*WORK TO COMPLETE:*
In the data that follows, count each line holding the string "tracing"; answer with the number only.

*RECORDS:*
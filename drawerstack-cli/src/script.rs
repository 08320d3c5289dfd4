//! Replay scripts: a TOML list of stack operations driven through a real
//! controller, with the stack reported after every step.
//!
//! ```toml
//! viewport = 1280
//!
//! [[content]]
//! type = "trip-settings"
//! focusables = 3
//!
//! [[step]]
//! op = "open"
//! content_type = "trip-settings"
//! props = { trip = "Azores" }
//! options = { keep_state_on_close = true }
//!
//! [[step]]
//! op = "settle"
//! ```

use std::time::Duration;

use serde::{Deserialize, Serialize};

use drawerstack_core::{
    ContentAction, ContentRegistry, ContentType, DrawerConfig, DrawerContent, DrawerController,
    DrawerEntry, DrawerError, DrawerId, FocusTarget, OpenOptions, Props, StoreEvent,
};

/// Frame length used by `settle`.
const SETTLE_FRAME: Duration = Duration::from_millis(16);
/// `settle` gives up after this much simulated time.
const SETTLE_LIMIT: Duration = Duration::from_secs(10);

fn default_viewport() -> u32 {
    1280
}

#[derive(Debug, Clone, PartialEq, Deserialize)]
pub struct Script {
    #[serde(default = "default_viewport")]
    pub viewport: u32,
    /// Opening a content type with no `[[content]]` entry is an error rather
    /// than an empty drawer.
    #[serde(default)]
    pub strict: bool,
    #[serde(default)]
    pub content: Vec<ContentSpec>,
    #[serde(default, rename = "step")]
    pub steps: Vec<Step>,
}

#[derive(Debug, Clone, PartialEq, Deserialize)]
pub struct ContentSpec {
    #[serde(rename = "type")]
    pub content_type: ContentType,
    #[serde(default)]
    pub focusables: usize,
}

#[derive(Debug, Clone, PartialEq, Deserialize)]
#[serde(tag = "op", rename_all = "kebab-case")]
pub enum Step {
    Open {
        content_type: ContentType,
        #[serde(default)]
        props: Props,
        #[serde(default)]
        options: OpenOptions,
    },
    Close {
        id: u64,
    },
    Back,
    CloseAll,
    /// Advance every transition by `ms`.
    Tick {
        ms: u64,
    },
    /// Run frames until no shell is mid-transition.
    Settle,
    /// Report completion of one shell's current transition.
    Finish {
        id: u64,
    },
    Resize {
        width: u32,
    },
    /// Swipe the top sheet: one sample per offset, `interval_ms` apart, then
    /// release after `hold_ms`.
    Drag {
        offsets: Vec<f64>,
        #[serde(default = "default_interval")]
        interval_ms: u64,
        #[serde(default)]
        hold_ms: u64,
    },
    FocusNext,
    FocusPrev,
    Evict {
        content_type: ContentType,
    },
    MemoryPressure,
    UpdateProps {
        id: u64,
        props: Props,
    },
    /// Apply a content action as if drawer `from` had requested it.
    Dispatch {
        from: u64,
        request: ContentAction,
    },
}

fn default_interval() -> u64 {
    16
}

impl Step {
    pub fn label(&self) -> String {
        match self {
            Step::Open { content_type, .. } => format!("open {content_type}"),
            Step::Close { id } => format!("close {}", DrawerId(*id)),
            Step::Back => "back".into(),
            Step::CloseAll => "close-all".into(),
            Step::Tick { ms } => format!("tick {ms}ms"),
            Step::Settle => "settle".into(),
            Step::Finish { id } => format!("finish {}", DrawerId(*id)),
            Step::Resize { width } => format!("resize {width}px"),
            Step::Drag { offsets, .. } => format!("drag {} samples", offsets.len()),
            Step::FocusNext => "focus-next".into(),
            Step::FocusPrev => "focus-prev".into(),
            Step::Evict { content_type } => format!("evict {content_type}"),
            Step::MemoryPressure => "memory-pressure".into(),
            Step::UpdateProps { id, .. } => format!("update-props {}", DrawerId(*id)),
            Step::Dispatch { from, .. } => format!("dispatch from {}", DrawerId(*from)),
        }
    }
}

impl Script {
    pub fn parse(source: &str) -> Result<Self, DrawerError> {
        let script: Script = toml::from_str(source).map_err(|e| DrawerError::InvalidScript {
            step: 0,
            message: e.to_string(),
        })?;
        script.validate()?;
        Ok(script)
    }

    fn validate(&self) -> Result<(), DrawerError> {
        if self.viewport == 0 {
            return Err(DrawerError::InvalidScript {
                step: 0,
                message: "viewport must be > 0".into(),
            });
        }
        for (i, step) in self.steps.iter().enumerate() {
            let invalid = |message: &str| DrawerError::InvalidScript {
                step: i + 1,
                message: message.to_string(),
            };
            match step {
                Step::Drag { offsets, .. } if offsets.is_empty() => {
                    return Err(invalid("drag needs at least one offset"));
                }
                Step::Drag { offsets, .. } if offsets.iter().any(|o| !o.is_finite()) => {
                    return Err(invalid("drag offsets must be finite"));
                }
                Step::Resize { width: 0 } => return Err(invalid("width must be > 0")),
                _ => {}
            }
        }
        Ok(())
    }

    fn registry(&self) -> ContentRegistry {
        let mut registry = ContentRegistry::new();
        for spec in &self.content {
            let focusables = spec.focusables;
            registry.register(
                spec.content_type.clone(),
                move |_entry: &DrawerEntry| -> Box<dyn DrawerContent> {
                    Box::new(Scripted { focusables })
                },
            );
        }
        registry
    }
}

/// Stand-in content with a fixed number of focusable elements.
struct Scripted {
    focusables: usize,
}

impl DrawerContent for Scripted {
    fn focusable_count(&self) -> usize {
        self.focusables
    }
}

// ── Reports ──────────────────────────────────────────────────────────

/// One stack entry as shown after a step.
#[derive(Debug, Clone, PartialEq, Serialize)]
pub struct EntryView {
    pub id: DrawerId,
    pub content_type: ContentType,
    pub state: String,
    pub open_count: u32,
    #[serde(skip_serializing_if = "Option::is_none")]
    pub mode: Option<String>,
    #[serde(skip_serializing_if = "Option::is_none")]
    pub width_px: Option<u32>,
    #[serde(skip_serializing_if = "Option::is_none")]
    pub z_index: Option<u32>,
    pub topmost: bool,
}

#[derive(Debug, Clone, PartialEq, Serialize)]
pub struct StepReport {
    pub step: usize,
    pub op: String,
    pub outcome: String,
    pub stack: Vec<EntryView>,
    pub hidden: Vec<EntryView>,
    #[serde(skip_serializing_if = "Option::is_none")]
    pub focused: Option<(DrawerId, FocusTarget)>,
    /// Store events emitted during the step.
    pub events: Vec<StoreEvent>,
}

impl StepReport {
    pub fn render_text(&self) -> String {
        let mut out = format!("#{} {} -> {}\n", self.step, self.op, self.outcome);
        if self.stack.is_empty() {
            out.push_str("   stack: (empty)\n");
        }
        for entry in &self.stack {
            let mut line = format!("   [{} {} {}", entry.id, entry.content_type, entry.state);
            if let (Some(mode), Some(width)) = (&entry.mode, entry.width_px) {
                line.push_str(&format!(" {mode} {width}px"));
            }
            if let Some(z) = entry.z_index {
                line.push_str(&format!(" z{z}"));
            }
            if entry.topmost {
                line.push_str(" *");
            }
            line.push_str("]\n");
            out.push_str(&line);
        }
        if !self.hidden.is_empty() {
            let kept: Vec<String> = self
                .hidden
                .iter()
                .map(|e| format!("{} {}", e.id, e.content_type))
                .collect();
            out.push_str(&format!("   kept: {}\n", kept.join(", ")));
        }
        if let Some((id, target)) = self.focused {
            let target = match target {
                FocusTarget::Element(i) => format!("element {i}"),
                FocusTarget::Container => "container".to_string(),
            };
            out.push_str(&format!("   focus: {id} {target}\n"));
        }
        out
    }
}

fn view(ctl: &DrawerController, entry: &DrawerEntry) -> EntryView {
    let mounted = ctl.mount().get(entry.id);
    EntryView {
        id: entry.id,
        content_type: entry.content_type.clone(),
        state: entry.animation_state.label().to_string(),
        open_count: entry.open_count,
        mode: mounted.map(|d| d.shell.presentation().mode.label().to_string()),
        width_px: mounted.map(|d| d.shell.presentation().width_px),
        z_index: mounted.map(|d| d.z_index),
        topmost: mounted.is_some_and(|d| d.topmost),
    }
}

// ── Replay ───────────────────────────────────────────────────────────

/// Run every step and collect a report per step.
pub fn replay(script: &Script, config: DrawerConfig) -> Result<Vec<StepReport>, DrawerError> {
    let registry = script.registry();
    let mut ctl: DrawerController = DrawerController::new(config, registry, script.viewport);

    let events = std::rc::Rc::new(std::cell::RefCell::new(Vec::new()));
    let sink = std::rc::Rc::clone(&events);
    ctl.subscribe(move |event, _snapshot| sink.borrow_mut().push(event.clone()));

    // Gesture clock, advanced by ticks and drag samples.
    let mut clock_ms: u64 = 0;
    let mut reports = Vec::with_capacity(script.steps.len());

    for (i, step) in script.steps.iter().enumerate() {
        let number = i + 1;
        let span = tracing::debug_span!("step", number, op = %step.label());
        let _guard = span.enter();

        let outcome = apply(script, &mut ctl, step, number, &mut clock_ms)?;
        tracing::debug!(%outcome, "step applied");

        reports.push(StepReport {
            step: number,
            op: step.label(),
            outcome,
            stack: ctl.store().entries().iter().map(|e| view(&ctl, e)).collect(),
            hidden: ctl.store().hidden_entries().map(|e| view(&ctl, e)).collect(),
            focused: ctl.focused(),
            events: std::mem::take(&mut *events.borrow_mut()),
        });
    }
    Ok(reports)
}

fn apply(
    script: &Script,
    ctl: &mut DrawerController,
    step: &Step,
    number: usize,
    clock_ms: &mut u64,
) -> Result<String, DrawerError> {
    let changed = |yes: bool| (if yes { "ok" } else { "no-op" }).to_string();
    let outcome = match step {
        Step::Open {
            content_type,
            props,
            options,
        } => {
            if script.strict && !ctl.mount().registry().contains(content_type) {
                return Err(DrawerError::UnknownContentType(content_type.clone()));
            }
            ctl.open(content_type.clone(), props.clone(), options.clone())
                .to_string()
        }
        Step::Close { id } => changed(ctl.close(DrawerId(*id))),
        Step::Back => ctl
            .back()
            .map_or_else(|| "no-op".to_string(), |id| id.to_string()),
        Step::CloseAll => format!("{} closing", ctl.close_all()),
        Step::Tick { ms } => {
            *clock_ms += ms;
            let events = ctl.tick(Duration::from_millis(*ms));
            format!("{} transition(s) finished", events.len())
        }
        Step::Settle => {
            let mut elapsed = Duration::ZERO;
            while !ctl.is_idle() {
                if elapsed >= SETTLE_LIMIT {
                    return Err(DrawerError::InvalidScript {
                        step: number,
                        message: "transitions did not settle".into(),
                    });
                }
                ctl.tick(SETTLE_FRAME);
                elapsed += SETTLE_FRAME;
            }
            *clock_ms += elapsed.as_millis() as u64;
            format!("idle after {}ms", elapsed.as_millis())
        }
        Step::Finish { id } => ctl
            .animation_finished(DrawerId(*id))
            .map_or_else(|| "no-op".to_string(), |event| format!("{event:?}")),
        Step::Resize { width } => {
            ctl.set_viewport(*width);
            format!("{width}px")
        }
        Step::Drag {
            offsets,
            interval_ms,
            hold_ms,
        } => {
            let Some(id) = ctl.drag_start(*clock_ms) else {
                return Ok("no draggable sheet".to_string());
            };
            for offset in offsets {
                *clock_ms += interval_ms;
                ctl.drag_move(*offset, *clock_ms);
            }
            *clock_ms += hold_ms;
            match ctl.drag_end(*clock_ms) {
                Some(verdict) => format!("{id} {verdict:?}"),
                None => "drag lost".to_string(),
            }
        }
        Step::FocusNext => ctl
            .focus_next()
            .map_or_else(|| "no-op".to_string(), |t| format!("{t:?}")),
        Step::FocusPrev => ctl
            .focus_prev()
            .map_or_else(|| "no-op".to_string(), |t| format!("{t:?}")),
        Step::Evict { content_type } => changed(ctl.evict_hidden(content_type)),
        Step::MemoryPressure => format!("{} evicted", ctl.relieve_memory_pressure()),
        Step::UpdateProps { id, props } => changed(ctl.update_props(DrawerId(*id), props.clone())),
        Step::Dispatch { from, request } => ctl
            .dispatch(DrawerId(*from), request.clone())
            .map_or_else(|| "ok".to_string(), |id| format!("opened {id}")),
    };
    Ok(outcome)
}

*EXPECTED OUTPUT:*
2